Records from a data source
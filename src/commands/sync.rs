use crate::commands::oauth::authenticator;
use crate::config::Config;
use crate::error::AttendanceError;
use crate::google::{CalendarClient, GoogleEvent};
use crate::records::{AttendanceRecord, YearMonth};
use crate::repository::AttendanceRepository;
use crate::store::RecordStore;
use crate::utils::format::format_hours;
use anyhow::Result;

/// Closed records to push: the named ids, or every closed record with `all`
pub fn select_records(
    records: Vec<AttendanceRecord>,
    ids: &[String],
    all: bool,
) -> Result<Vec<AttendanceRecord>> {
    if all {
        return Ok(records.into_iter().filter(|r| !r.is_open()).collect());
    }

    let mut selected = Vec::with_capacity(ids.len());
    for id in ids {
        let record = records
            .iter()
            .find(|r| &r.id == id)
            .ok_or_else(|| AttendanceError::RecordNotFound(id.clone()))?;
        if record.is_open() {
            tracing::warn!(id = %id, "skipping open record");
            continue;
        }
        selected.push(record.clone());
    }
    Ok(selected)
}

/// Insert one event per record, in order. Stops at the first failure;
/// events already created stay in the calendar.
pub async fn push_events(
    client: &CalendarClient,
    calendar_id: &str,
    time_zone: &str,
    records: &[AttendanceRecord],
) -> Result<usize> {
    let mut created = 0;
    for record in records {
        let Some(event) = GoogleEvent::from_record(record, time_zone)? else {
            continue;
        };
        let inserted = client.insert_event(calendar_id, &event).await.map_err(|e| {
            anyhow::Error::new(e).context(format!(
                "Sync stopped at record {} after {} event(s) created",
                record.id, created
            ))
        })?;
        tracing::debug!(id = %record.id, event = ?inserted.id, "event created");
        created += 1;
    }
    Ok(created)
}

pub async fn sync<S: RecordStore>(
    repo: &AttendanceRepository<S>,
    config: &Config,
    ids: &[String],
    all: bool,
    month: Option<YearMonth>,
    dry_run: bool,
) -> Result<()> {
    if ids.is_empty() && !all {
        anyhow::bail!("Select records to sync by id, or pass --all");
    }

    let selected = select_records(repo.list(month)?, ids, all)?;
    if selected.is_empty() {
        println!("No closed records to sync.");
        return Ok(());
    }

    if dry_run {
        println!(
            "[DRY-RUN] Would create {} event(s) in calendar '{}':",
            selected.len(),
            config.google.calendar_id
        );
        for record in &selected {
            println!(
                "  {} {} - {} ({}) {}",
                record.date,
                record.clock_in_time,
                record.clock_out_time.as_deref().unwrap_or_default(),
                format_hours(record.working_hours),
                record.title
            );
        }
        return Ok(());
    }

    let token = authenticator(config)?.access_token().await?;
    let mut client = CalendarClient::new(&token);
    if let Some(url) = &config.google.api_url {
        client = client.with_base_url(url);
    }

    let created = push_events(
        &client,
        &config.google.calendar_id,
        &config.google.timezone,
        &selected,
    )
    .await?;

    tracing::info!(created, calendar = %config.google.calendar_id, "sync complete");
    println!("✓ Synced {} record(s) to Google Calendar", created);
    Ok(())
}

#[cfg(test)]
mod tests {
    use super::*;

    fn record(id: &str, open: bool) -> AttendanceRecord {
        AttendanceRecord {
            id: id.to_string(),
            date: "2026/10/18".to_string(),
            title: "Support".to_string(),
            clock_in_time: "09:00".to_string(),
            clock_out_time: (!open).then(|| "17:00".to_string()),
            working_hours: if open { 0.0 } else { 8.0 },
        }
    }

    #[test]
    fn test_all_selects_closed_only() {
        let selected =
            select_records(vec![record("a", false), record("b", true)], &[], true).unwrap();
        assert_eq!(selected.len(), 1);
        assert_eq!(selected[0].id, "a");
    }

    #[test]
    fn test_unknown_id_is_an_error() {
        let result = select_records(vec![record("a", false)], &["zzz".to_string()], false);
        assert!(result.is_err());
    }

    #[test]
    fn test_open_id_is_skipped() {
        let selected = select_records(
            vec![record("a", false), record("b", true)],
            &["b".to_string(), "a".to_string()],
            false,
        )
        .unwrap();
        assert_eq!(selected.len(), 1);
        assert_eq!(selected[0].id, "a");
    }
}
use crate::remote::models::{
    AckResponse, CheckInResponse, RecordsResponse, RemoteRecord, ScriptRequest,
};
use anyhow::{Context, Result};
use reqwest::blocking::Client;

pub struct RemoteClient {
    client: Client,
    base_url: String,
}

impl RemoteClient {
    pub fn new(url: &str) -> Self {
        Self {
            client: Client::new(),
            base_url: url.trim_end_matches('/').to_string(),
        }
    }

    /// Fetch the records the script knows about
    pub fn get_records(&self) -> Result<Vec<RemoteRecord>> {
        let response = self
            .client
            .get(&self.base_url)
            .query(&[("action", "getRecords")])
            .send()
            .context("Failed to fetch remote records")?;

        if !response.status().is_success() {
            anyhow::bail!("Remote getRecords error: status {}", response.status());
        }

        let body = response
            .json::<RecordsResponse>()
            .context("Failed to parse getRecords response")?;

        if body.success == Some(false) {
            anyhow::bail!(
                "Remote getRecords failed: {}",
                body.message.unwrap_or_else(|| "no message".to_string())
            );
        }

        Ok(body.records)
    }

    /// Record a check-in; the script opens a calendar event for it
    pub fn check_in(&self, title: &str) -> Result<Option<RemoteRecord>> {
        let body: CheckInResponse = self.post(&ScriptRequest::CheckIn {
            title: title.to_string(),
        })?;

        if !body.success {
            anyhow::bail!(
                "Remote checkIn failed: {}",
                body.message.unwrap_or_else(|| "no message".to_string())
            );
        }

        Ok(body.record)
    }

    /// Record a check-out against the event opened at check-in
    pub fn check_out(&self, title: &str, checkout_time: &str, event_id: &str) -> Result<bool> {
        let body: AckResponse = self.post(&ScriptRequest::CheckOut {
            title: title.to_string(),
            checkout_time: checkout_time.to_string(),
            event_id: event_id.to_string(),
        })?;

        if !body.success
            && let Some(message) = &body.message
        {
            tracing::debug!(message = %message, "remote checkOut rejected");
        }

        Ok(body.success)
    }

    fn post<T: serde::de::DeserializeOwned>(&self, request: &ScriptRequest) -> Result<T> {
        let response = self
            .client
            .post(&self.base_url)
            .header("Content-Type", "application/json")
            .json(request)
            .send()
            .context("Failed to reach remote endpoint")?;

        if !response.status().is_success() {
            anyhow::bail!("Remote API error: status {}", response.status());
        }

        response
            .json::<T>()
            .context("Failed to parse remote response")
    }
}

> _Prompt_:
Please give the number of lines in the data above that contain the word "bail", with nothing else.

> _Your response_:
5